START Provided entries

use proc_macro::TokenStream;
use quote::quote;
use syn::{
    meta::ParseNestedMeta, parse_macro_input, token, Data, DeriveInput, Expr, Fields, Lit, LitStr,
    Meta, Token, Type,
};

/// Derive macro that describes the spreadsheet columns a record is read from.
///
/// For each field, extracts:
/// - Column header (from #[serde(rename = "...")], falling back to the field name)
/// - Accepted alternative headers (every #[serde(alias = "...")])
/// - Required (false for Option<T> and for fields marked #[serde(default)])
/// - Description (from doc comments)
///
/// Generates a `csv_schema() -> &'static [CsvField]` method. `CsvField` must be
/// in scope where the derive is used.
#[proc_macro_derive(CsvSchema, attributes(serde))]
pub fn derive_csv_schema(input: TokenStream) -> TokenStream {
    let input = parse_macro_input!(input as DeriveInput);
    let name = &input.ident;

    let fields = match &input.data {
        Data::Struct(data) => match &data.fields {
            Fields::Named(fields) => &fields.named,
            _ => {
                return syn::Error::new_spanned(name, "CsvSchema only supports named fields")
                    .to_compile_error()
                    .into()
            }
        },
        _ => {
            return syn::Error::new_spanned(name, "CsvSchema only supports structs")
                .to_compile_error()
                .into()
        }
    };

    let mut columns = Vec::with_capacity(fields.len());
    for field in fields {
        let attrs = match SerdeAttrs::parse(&field.attrs) {
            Ok(attrs) => attrs,
            Err(err) => return err.to_compile_error().into(),
        };
        let field_name = field
            .ident
            .as_ref()
            .map(ToString::to_string)
            .unwrap_or_default();
        let header = attrs.rename.unwrap_or(field_name);
        let required = !attrs.default && !is_option_type(&field.ty);
        let doc = get_doc_comment(&field.attrs);
        columns.push((header, attrs.aliases, required, doc));
    }

    let field_entries = columns.iter().map(|(header, aliases, required, desc)| {
        quote! {
            CsvField {
                name: #header,
                aliases: &[#(#aliases),*],
                required: #required,
                description: #desc,
            }
        }
    });

    let expanded = quote! {
        impl #name {
            pub fn csv_schema() -> &'static [CsvField] {
                static SCHEMA: &[CsvField] = &[
                    #(#field_entries),*
                ];
                SCHEMA
            }
        }
    };

    TokenStream::from(expanded)
}

/// The subset of `#[serde(...)]` that affects how a column is matched.
#[derive(Default)]
struct SerdeAttrs {
    rename: Option<String>,
    aliases: Vec<String>,
    default: bool,
}

impl SerdeAttrs {
    fn parse(attrs: &[syn::Attribute]) -> syn::Result<Self> {
        let mut parsed = SerdeAttrs::default();
        for attr in attrs.iter().filter(|a| a.path().is_ident("serde")) {
            attr.parse_nested_meta(|meta| {
                if meta.path.is_ident("rename") && meta.input.peek(Token![=]) {
                    let value: LitStr = meta.value()?.parse()?;
                    parsed.rename = Some(value.value());
                } else if meta.path.is_ident("alias") {
                    let value: LitStr = meta.value()?.parse()?;
                    parsed.aliases.push(value.value());
                } else if meta.path.is_ident("default") {
                    parsed.default = true;
                    skip_meta(&meta)?;
                } else {
                    skip_meta(&meta)?;
                }
                Ok(())
            })?;
        }
        Ok(parsed)
    }
}

/// Consume a serde option we don't care about, e.g. `deserialize_with = "..."`.
fn skip_meta(meta: &ParseNestedMeta) -> syn::Result<()> {
    if meta.input.peek(Token![=]) {
        meta.value()?.parse::<Expr>()?;
    } else if meta.input.peek(token::Paren) {
        meta.parse_nested_meta(|inner| skip_meta(&inner))?;
    }
    Ok(())
}

fn get_doc_comment(attrs: &[syn::Attribute]) -> String {
    attrs
        .iter()
        .filter_map(|attr| {
            if !attr.path().is_ident("doc") {
                return None;
            }
            if let Meta::NameValue(meta) = &attr.meta {
                if let Expr::Lit(expr_lit) = &meta.value {
                    if let Lit::Str(lit_str) = &expr_lit.lit {
                        return Some(lit_str.value().trim().to_string());
                    }
                }
            }
            None
        })
        .collect::<Vec<_>>()
        .join(" ")
}

fn is_option_type(ty: &Type) -> bool {
    if let Type::Path(type_path) = ty {
        if let Some(segment) = type_path.path.segments.last() {
            return segment.ident == "Option";
        }
    }
    false
}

END Provided entries

* [What the task requires] Show, from the listing above, each line that contains the word "columns".

* [Response]
/// Derive macro that describes the spreadsheet columns a record is read from.
    let mut columns = Vec::with_capacity(fields.len());
        columns.push((header, attrs.aliases, required, doc));
    let field_entries = columns.iter().map(|(header, aliases, required, desc)| {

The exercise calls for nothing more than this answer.